[Dataset entries]
****

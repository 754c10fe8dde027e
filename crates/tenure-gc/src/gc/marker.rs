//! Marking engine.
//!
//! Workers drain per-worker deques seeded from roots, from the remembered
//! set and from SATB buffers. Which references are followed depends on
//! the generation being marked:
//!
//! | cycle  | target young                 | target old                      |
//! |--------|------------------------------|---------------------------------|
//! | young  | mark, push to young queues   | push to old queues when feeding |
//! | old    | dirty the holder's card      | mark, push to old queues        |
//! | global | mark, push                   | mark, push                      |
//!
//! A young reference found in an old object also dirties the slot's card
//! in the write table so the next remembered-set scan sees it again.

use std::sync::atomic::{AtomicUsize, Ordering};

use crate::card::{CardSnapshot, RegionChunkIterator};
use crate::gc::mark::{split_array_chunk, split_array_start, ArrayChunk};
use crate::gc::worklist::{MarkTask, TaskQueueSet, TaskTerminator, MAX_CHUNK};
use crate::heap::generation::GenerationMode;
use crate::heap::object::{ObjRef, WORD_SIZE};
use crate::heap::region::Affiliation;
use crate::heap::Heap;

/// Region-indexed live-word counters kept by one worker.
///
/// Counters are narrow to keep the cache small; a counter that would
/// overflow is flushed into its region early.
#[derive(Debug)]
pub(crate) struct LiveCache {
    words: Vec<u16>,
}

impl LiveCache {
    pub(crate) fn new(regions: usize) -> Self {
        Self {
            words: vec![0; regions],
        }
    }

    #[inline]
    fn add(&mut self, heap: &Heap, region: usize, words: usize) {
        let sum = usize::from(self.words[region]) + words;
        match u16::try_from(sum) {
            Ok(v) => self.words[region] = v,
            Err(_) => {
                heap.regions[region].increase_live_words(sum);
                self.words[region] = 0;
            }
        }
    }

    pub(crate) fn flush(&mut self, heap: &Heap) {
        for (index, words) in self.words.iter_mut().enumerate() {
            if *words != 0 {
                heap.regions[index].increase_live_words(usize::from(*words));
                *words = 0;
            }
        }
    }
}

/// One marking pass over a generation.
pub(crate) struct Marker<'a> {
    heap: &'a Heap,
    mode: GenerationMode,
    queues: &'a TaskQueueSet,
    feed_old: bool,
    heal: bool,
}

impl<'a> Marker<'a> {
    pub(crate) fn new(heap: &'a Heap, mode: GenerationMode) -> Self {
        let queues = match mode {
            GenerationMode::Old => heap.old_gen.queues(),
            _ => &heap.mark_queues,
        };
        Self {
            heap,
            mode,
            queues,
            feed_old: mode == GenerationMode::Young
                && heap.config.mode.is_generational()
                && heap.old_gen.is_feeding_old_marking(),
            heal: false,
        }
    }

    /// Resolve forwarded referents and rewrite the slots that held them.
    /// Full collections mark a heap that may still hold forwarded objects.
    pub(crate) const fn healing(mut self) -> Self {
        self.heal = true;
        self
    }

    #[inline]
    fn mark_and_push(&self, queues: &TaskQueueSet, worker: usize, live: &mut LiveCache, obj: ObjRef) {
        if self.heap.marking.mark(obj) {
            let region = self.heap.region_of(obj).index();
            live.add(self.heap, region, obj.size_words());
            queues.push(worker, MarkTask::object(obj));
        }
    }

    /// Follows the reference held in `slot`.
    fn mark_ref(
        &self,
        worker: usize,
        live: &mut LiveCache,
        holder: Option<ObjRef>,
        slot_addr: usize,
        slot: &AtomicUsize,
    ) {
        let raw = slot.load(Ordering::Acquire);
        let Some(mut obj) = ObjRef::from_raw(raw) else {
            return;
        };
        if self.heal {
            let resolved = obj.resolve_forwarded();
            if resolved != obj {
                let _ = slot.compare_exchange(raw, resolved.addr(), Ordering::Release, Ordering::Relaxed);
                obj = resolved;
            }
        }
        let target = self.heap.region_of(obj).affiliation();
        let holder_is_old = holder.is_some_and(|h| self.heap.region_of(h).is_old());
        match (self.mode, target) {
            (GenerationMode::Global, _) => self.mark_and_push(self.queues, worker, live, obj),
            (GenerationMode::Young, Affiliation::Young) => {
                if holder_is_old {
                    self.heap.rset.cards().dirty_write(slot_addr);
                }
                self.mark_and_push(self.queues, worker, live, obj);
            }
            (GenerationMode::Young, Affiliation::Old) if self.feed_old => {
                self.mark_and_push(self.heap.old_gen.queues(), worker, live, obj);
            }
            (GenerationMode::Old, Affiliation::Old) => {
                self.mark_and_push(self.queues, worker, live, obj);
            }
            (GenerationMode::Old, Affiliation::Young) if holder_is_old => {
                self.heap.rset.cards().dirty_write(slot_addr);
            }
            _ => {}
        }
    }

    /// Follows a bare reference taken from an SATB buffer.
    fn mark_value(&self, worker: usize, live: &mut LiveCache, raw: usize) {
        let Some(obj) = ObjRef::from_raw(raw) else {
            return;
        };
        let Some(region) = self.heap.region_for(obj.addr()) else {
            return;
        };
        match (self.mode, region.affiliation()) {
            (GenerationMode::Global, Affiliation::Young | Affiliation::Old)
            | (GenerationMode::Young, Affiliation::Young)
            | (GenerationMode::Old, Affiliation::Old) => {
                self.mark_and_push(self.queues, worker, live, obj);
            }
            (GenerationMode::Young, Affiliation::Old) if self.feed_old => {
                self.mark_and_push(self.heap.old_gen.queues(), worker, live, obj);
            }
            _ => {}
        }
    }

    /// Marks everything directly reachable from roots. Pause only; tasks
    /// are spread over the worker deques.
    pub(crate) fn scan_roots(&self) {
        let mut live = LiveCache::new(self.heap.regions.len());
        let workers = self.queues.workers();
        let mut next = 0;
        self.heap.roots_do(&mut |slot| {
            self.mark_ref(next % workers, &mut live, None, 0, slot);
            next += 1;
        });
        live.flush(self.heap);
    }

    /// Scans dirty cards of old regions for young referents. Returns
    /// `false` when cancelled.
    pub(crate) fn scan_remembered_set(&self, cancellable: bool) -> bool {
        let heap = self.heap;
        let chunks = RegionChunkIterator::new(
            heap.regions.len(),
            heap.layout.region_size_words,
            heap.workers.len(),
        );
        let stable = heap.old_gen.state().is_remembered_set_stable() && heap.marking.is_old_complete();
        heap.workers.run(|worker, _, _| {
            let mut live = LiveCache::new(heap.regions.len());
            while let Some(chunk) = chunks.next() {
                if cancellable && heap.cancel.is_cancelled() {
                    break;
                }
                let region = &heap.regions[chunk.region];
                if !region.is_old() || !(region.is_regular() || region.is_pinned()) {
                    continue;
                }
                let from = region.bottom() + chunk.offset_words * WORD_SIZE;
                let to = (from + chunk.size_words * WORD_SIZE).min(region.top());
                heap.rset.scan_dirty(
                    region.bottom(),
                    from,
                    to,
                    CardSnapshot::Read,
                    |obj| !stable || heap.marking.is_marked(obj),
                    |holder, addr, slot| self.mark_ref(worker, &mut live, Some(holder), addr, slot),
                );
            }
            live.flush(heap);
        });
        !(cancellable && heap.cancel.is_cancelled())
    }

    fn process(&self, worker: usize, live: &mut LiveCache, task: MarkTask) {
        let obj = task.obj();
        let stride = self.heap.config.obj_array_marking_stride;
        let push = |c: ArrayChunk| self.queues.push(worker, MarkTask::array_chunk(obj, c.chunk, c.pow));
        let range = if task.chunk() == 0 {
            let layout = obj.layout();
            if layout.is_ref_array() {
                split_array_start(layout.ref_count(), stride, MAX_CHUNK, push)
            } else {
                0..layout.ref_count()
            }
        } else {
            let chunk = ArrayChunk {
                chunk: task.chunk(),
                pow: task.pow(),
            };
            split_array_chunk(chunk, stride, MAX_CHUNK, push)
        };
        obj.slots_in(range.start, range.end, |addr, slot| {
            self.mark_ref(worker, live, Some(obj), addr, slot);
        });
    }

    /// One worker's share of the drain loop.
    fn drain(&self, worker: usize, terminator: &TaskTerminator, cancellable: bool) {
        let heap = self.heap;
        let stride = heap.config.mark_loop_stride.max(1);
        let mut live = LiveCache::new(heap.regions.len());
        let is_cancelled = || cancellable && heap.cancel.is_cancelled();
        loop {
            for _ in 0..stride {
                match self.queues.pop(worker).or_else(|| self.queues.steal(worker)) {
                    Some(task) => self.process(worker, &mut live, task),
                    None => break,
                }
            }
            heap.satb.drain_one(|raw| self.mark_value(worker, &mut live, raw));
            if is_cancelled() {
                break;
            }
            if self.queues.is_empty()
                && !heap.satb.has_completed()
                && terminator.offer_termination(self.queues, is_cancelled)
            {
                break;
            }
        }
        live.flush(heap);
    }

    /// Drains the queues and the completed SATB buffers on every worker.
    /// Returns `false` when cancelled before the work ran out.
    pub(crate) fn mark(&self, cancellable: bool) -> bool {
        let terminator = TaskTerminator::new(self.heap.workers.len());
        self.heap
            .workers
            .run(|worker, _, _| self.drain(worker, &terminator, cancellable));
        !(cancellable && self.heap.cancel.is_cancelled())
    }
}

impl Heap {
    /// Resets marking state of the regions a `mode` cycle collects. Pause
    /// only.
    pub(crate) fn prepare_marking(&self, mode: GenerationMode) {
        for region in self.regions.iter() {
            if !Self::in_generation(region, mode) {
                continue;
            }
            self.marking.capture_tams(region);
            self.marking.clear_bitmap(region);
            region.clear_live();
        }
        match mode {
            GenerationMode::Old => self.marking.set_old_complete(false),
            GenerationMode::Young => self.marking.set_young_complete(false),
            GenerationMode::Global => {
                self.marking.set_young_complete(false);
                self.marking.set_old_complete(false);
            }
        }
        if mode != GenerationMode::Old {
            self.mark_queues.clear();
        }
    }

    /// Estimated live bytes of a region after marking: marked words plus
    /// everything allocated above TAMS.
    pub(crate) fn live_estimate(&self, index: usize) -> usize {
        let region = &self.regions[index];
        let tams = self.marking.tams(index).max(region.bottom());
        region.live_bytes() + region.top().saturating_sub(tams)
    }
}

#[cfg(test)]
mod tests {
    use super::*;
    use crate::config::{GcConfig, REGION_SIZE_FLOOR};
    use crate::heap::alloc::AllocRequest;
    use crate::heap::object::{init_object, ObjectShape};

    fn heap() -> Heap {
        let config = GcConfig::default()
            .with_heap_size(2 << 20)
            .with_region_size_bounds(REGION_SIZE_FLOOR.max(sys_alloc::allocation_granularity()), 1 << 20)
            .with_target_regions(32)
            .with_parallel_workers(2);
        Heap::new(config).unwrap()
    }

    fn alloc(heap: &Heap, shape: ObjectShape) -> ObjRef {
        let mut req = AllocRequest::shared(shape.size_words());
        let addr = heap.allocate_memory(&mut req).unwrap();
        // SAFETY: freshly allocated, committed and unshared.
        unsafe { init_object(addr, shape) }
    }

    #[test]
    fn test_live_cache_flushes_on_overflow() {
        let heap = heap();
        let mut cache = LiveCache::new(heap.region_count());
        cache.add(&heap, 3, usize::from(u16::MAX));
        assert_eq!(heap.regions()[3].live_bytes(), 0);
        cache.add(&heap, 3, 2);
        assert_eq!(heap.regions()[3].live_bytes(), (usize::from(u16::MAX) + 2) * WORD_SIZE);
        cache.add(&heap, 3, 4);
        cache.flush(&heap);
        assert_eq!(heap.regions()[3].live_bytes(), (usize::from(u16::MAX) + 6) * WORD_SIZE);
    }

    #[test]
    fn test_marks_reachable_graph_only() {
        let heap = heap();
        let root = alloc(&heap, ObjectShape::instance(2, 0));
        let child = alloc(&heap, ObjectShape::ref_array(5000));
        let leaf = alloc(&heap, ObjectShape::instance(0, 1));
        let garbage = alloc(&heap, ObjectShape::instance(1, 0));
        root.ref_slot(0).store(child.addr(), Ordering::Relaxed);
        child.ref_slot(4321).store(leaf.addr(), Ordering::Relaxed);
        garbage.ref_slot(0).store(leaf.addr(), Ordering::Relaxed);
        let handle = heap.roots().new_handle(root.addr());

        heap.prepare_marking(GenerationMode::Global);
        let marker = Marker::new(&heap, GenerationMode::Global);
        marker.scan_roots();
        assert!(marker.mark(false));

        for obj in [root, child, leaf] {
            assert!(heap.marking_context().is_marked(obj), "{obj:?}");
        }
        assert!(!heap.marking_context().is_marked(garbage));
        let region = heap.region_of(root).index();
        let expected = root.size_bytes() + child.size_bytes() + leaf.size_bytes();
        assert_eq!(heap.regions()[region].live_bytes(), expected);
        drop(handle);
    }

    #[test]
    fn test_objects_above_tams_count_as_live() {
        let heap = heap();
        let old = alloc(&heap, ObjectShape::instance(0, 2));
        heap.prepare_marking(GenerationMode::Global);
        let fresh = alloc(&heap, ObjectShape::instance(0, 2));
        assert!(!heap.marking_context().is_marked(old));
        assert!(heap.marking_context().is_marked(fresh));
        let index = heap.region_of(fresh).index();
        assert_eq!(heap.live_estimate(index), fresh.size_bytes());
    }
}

****

*EXERCISE GOAL*. Whenever the string "everything" turns up in a line of the data, copy that line.

*RESPONSE TO THE EXERCISE*.
    /// Marks everything directly reachable from roots. Pause only; tasks
    /// everything allocated above TAMS.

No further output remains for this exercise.